Kurzfristige Verlagerung
27. April 2024
»Strategische Partner«: EU und Ägypten mit Abkommen zur Migrationsabwehr
Wenn von »strategischer Partnerschaft« zwischen der Europäischen Union und ihren Anrainerstaaten die Rede ist, ist Vorsicht geboten. Entpuppt sich doch die vertraglich besiegelte Verbindung oft als ungleiches Verhältnis, das vor allem der EU zugutekommt. Nach dem Deal mit Tunesien wurde im März nun auch mit Ägypten ein 7,3 Milliarden Euro schweres Abkommen zur Migrationsabwehr unterzeichnet.

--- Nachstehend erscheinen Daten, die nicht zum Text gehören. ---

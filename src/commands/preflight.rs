//! Preflight command - runs preflight checks.

use anyhow::Result;

use crate::config::Config;
use crate::preflight;

/// Execute the preflight command.
pub fn cmd_preflight(config: &Config, strict: bool) -> Result<()> {
    if strict {
        preflight::run_preflight_or_fail(config)?;
    } else {
        let report = preflight::run_preflight(config);
        report.print();
        if !report.all_passed() {
            println!("Some checks failed. Use --strict to exit non-zero.");
        }
    }
    Ok(())
}
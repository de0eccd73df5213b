//! Preflight checks for classnet.
//!
//! Validates the external account tools and paths before any mutating
//! command. Run with `classnet preflight` to check everything is ready.

use anyhow::{bail, Result};
use std::path::Path;

use crate::config::Config;

/// Result of a single preflight check.
#[derive(Debug, Clone)]
pub struct CheckResult {
    pub name: String,
    pub status: CheckStatus,
    pub details: Option<String>,
}

#[derive(Debug, Clone, Copy, PartialEq, Eq)]
pub enum CheckStatus {
    /// Check passed.
    Pass,
    /// Check failed - mutating commands will fail.
    Fail,
    /// Check passed but with a warning.
    Warn,
}

impl CheckResult {
    fn pass(name: &str) -> Self {
        Self { name: name.to_string(), status: CheckStatus::Pass, details: None }
    }

    fn pass_with(name: &str, details: &str) -> Self {
        Self {
            name: name.to_string(),
            status: CheckStatus::Pass,
            details: Some(details.to_string()),
        }
    }

    fn fail(name: &str, details: &str) -> Self {
        Self {
            name: name.to_string(),
            status: CheckStatus::Fail,
            details: Some(details.to_string()),
        }
    }

    fn warn(name: &str, details: &str) -> Self {
        Self {
            name: name.to_string(),
            status: CheckStatus::Warn,
            details: Some(details.to_string()),
        }
    }
}

/// Results of all preflight checks.
pub struct PreflightReport {
    pub checks: Vec<CheckResult>,
}

impl PreflightReport {
    /// Returns true if all checks passed (no failures).
    pub fn all_passed(&self) -> bool {
        !self.checks.iter().any(|c| c.status == CheckStatus::Fail)
    }

    pub fn fail_count(&self) -> usize {
        self.checks.iter().filter(|c| c.status == CheckStatus::Fail).count()
    }

    /// Print the report to stdout.
    pub fn print(&self) {
        println!("=== Preflight Check Results ===\n");

        for check in &self.checks {
            let (icon, status) = match check.status {
                CheckStatus::Pass => ("✓", "PASS"),
                CheckStatus::Fail => ("✗", "FAIL"),
                CheckStatus::Warn => ("⚠", "WARN"),
            };
            print!("  {} [{}] {}", icon, status, check.name);
            match &check.details {
                Some(details) => println!(": {}", details),
                None => println!(),
            }
        }

        println!();
        let passed = self.checks.iter().filter(|c| c.status == CheckStatus::Pass).count();
        println!("Summary: {}/{} passed", passed, self.checks.len());
        if self.fail_count() > 0 {
            println!("         {} FAILED - mutating commands will not succeed", self.fail_count());
        }
    }
}

/// Run all preflight checks.
pub fn run_preflight(config: &Config) -> PreflightReport {
    let mut checks = Vec::new();

    // Account tools this tool shells out to, with package hints.
    let required_tools = [
        ("groupadd", "passwd/shadow-utils", "Required to create groups"),
        ("groupmod", "passwd/shadow-utils", "Required to correct group ids"),
        ("useradd", "passwd/shadow-utils", "Required to import accounts"),
        ("usermod", "passwd/shadow-utils", "Required for group memberships"),
        ("chroot", "coreutils", "Required for guest-side corrections"),
        ("tar", "tar", "Required to unpack migration archives"),
        ("cp", "coreutils", "Required to import home directories"),
    ];

    for (tool, package, purpose) in required_tools {
        checks.push(check_tool_exists(tool, package, purpose));
    }

    checks.push(check_store_writable(&config.store_file));

    if config.guest_root.join("etc").exists() {
        checks.push(CheckResult::pass_with("guest root", &config.guest_root.display().to_string()));
    } else {
        checks.push(CheckResult::warn(
            "guest root",
            &format!(
                "{} has no etc/ - guest-side reconciliation will fail until the guest image is installed",
                config.guest_root.display()
            ),
        ));
    }

    if config.skel_dir.exists() {
        checks.push(CheckResult::pass("skeleton dir"));
    } else {
        checks.push(CheckResult::warn(
            "skeleton dir",
            &format!("{} missing - home seeding will fail", config.skel_dir.display()),
        ));
    }

    PreflightReport { checks }
}

/// Check if a tool exists in PATH.
fn check_tool_exists(tool: &str, package: &str, purpose: &str) -> CheckResult {
    match which::which(tool) {
        Ok(path) => CheckResult::pass_with(tool, &path.display().to_string()),
        Err(_) => CheckResult::fail(
            tool,
            &format!("Not found. Install '{}' package. {}", package, purpose),
        ),
    }
}

/// Check the store file (or its parent directory) is writable.
fn check_store_writable(store_file: &Path) -> CheckResult {
    let probe_dir = match store_file.parent() {
        Some(parent) if !parent.as_os_str().is_empty() => parent.to_path_buf(),
        _ => std::path::PathBuf::from("."),
    };

    if store_file.exists() {
        match std::fs::OpenOptions::new().append(true).open(store_file) {
            Ok(_) => CheckResult::pass("config store writable"),
            Err(e) => CheckResult::fail(
                "config store writable",
                &format!("Cannot open {}: {}", store_file.display(), e),
            ),
        }
    } else {
        let test_file = probe_dir.join(".classnet-preflight");
        match std::fs::write(&test_file, "test") {
            Ok(_) => {
                let _ = std::fs::remove_file(&test_file);
                CheckResult::pass("config store writable")
            }
            Err(e) => CheckResult::fail(
                "config store writable",
                &format!("Cannot write under {}: {}", probe_dir.display(), e),
            ),
        }
    }
}

/// Run preflight and bail if any checks fail.
pub fn run_preflight_or_fail(config: &Config) -> Result<()> {
    let report = run_preflight(config);
    report.print();

    if !report.all_passed() {
        bail!(
            "Preflight failed: {} check(s) failed. Fix the issues above first.",
            report.fail_count()
        );
    }

    println!("All preflight checks passed!\n");
    Ok(())
}

#[cfg(test)]
mod tests {
    use super::*;
    use tempfile::TempDir;

    #[test]
    fn test_store_writable_in_temp_dir() {
        let dir = TempDir::new().unwrap();
        let result = check_store_writable(&dir.path().join("classnet"));
        assert_eq!(result.status, CheckStatus::Pass);
    }

    #[test]
    fn test_missing_tool_fails() {
        let result = check_tool_exists("no-such-tool-12345", "nowhere", "Nothing");
        assert_eq!(result.status, CheckStatus::Fail);
    }

    #[test]
    fn test_report_counts_failures() {
        let report = PreflightReport {
            checks: vec![
                CheckResult::pass("a"),
                CheckResult::fail("b", "broken"),
                CheckResult::warn("c", "odd"),
            ],
        };
        assert!(!report.all_passed());
        assert_eq!(report.fail_count(), 1);
    }
}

Ägypten ist ein Transitland für viele Geflüchtete – vor allem vor den Bürgerkriegen aus dem Sudan und Syrien. Laut UNHCR befinden sich aktuell offiziell 500.000 Menschen im ägyptischen Transit, die meisten wollen weiter in die EU. Aber auch aus Ägypten selbst fliehen viele Menschen nach Europa – aufgrund der schlechten wirtschaftlichen Lage des Landes und des Regimes unter Abdel Fattah Al-Sisi, das viele Hoffnungen nach dem »arabischen Frühling« vor zehn Jahren zerschlagen hat. Die EU stützt das Regime mit dem Aufbau des Militärs, mit Rüstungsgütern und zieht die Machthaber so gekonnt in ein Abhängigkeitsverhältnis. Tatsächlich verlagerte das die Fluchtrouten über andere Staaten und machte sie noch gefährlicher. Der als Wirtschaftsabkommen getarnte Vertrag setzt diese Zusammenarbeit fort und soll das schwache Regime stabilisieren. Die Ziele der EU sind augenfällig: Ursula von der Leyen ist im Wahlkampf. Als Beweis für ihre Eignung reiste sie zur Vertragsunterzeichnung mit den Hardlinern der EU-Abschottung – allen voran Giorgia Meloni aus Italien – nach Ägypten. Statt sich unter 27 Mitgliedstaaten auf ein Aufnahmesystem zu einigen, die realen Fluchtgründe zu bearbeiten und tatsächlich plausible Routen sicherer für Menschen zu machen, setzt man weiter auf kurzfristige Verlagerung. Das EU-Parlament widerspricht dieser Politik von Zeit zu Zeit – hat aber faktisch keinen Einfluss. Als bitteres Fazit vor der Europawahl müssen wir konstatieren: Während die EU nichts dazugelernt hat, hat sich in den Staaten des globalen Südens herumgesprochen, dass mit Geflüchteten Geld zu verdienen ist.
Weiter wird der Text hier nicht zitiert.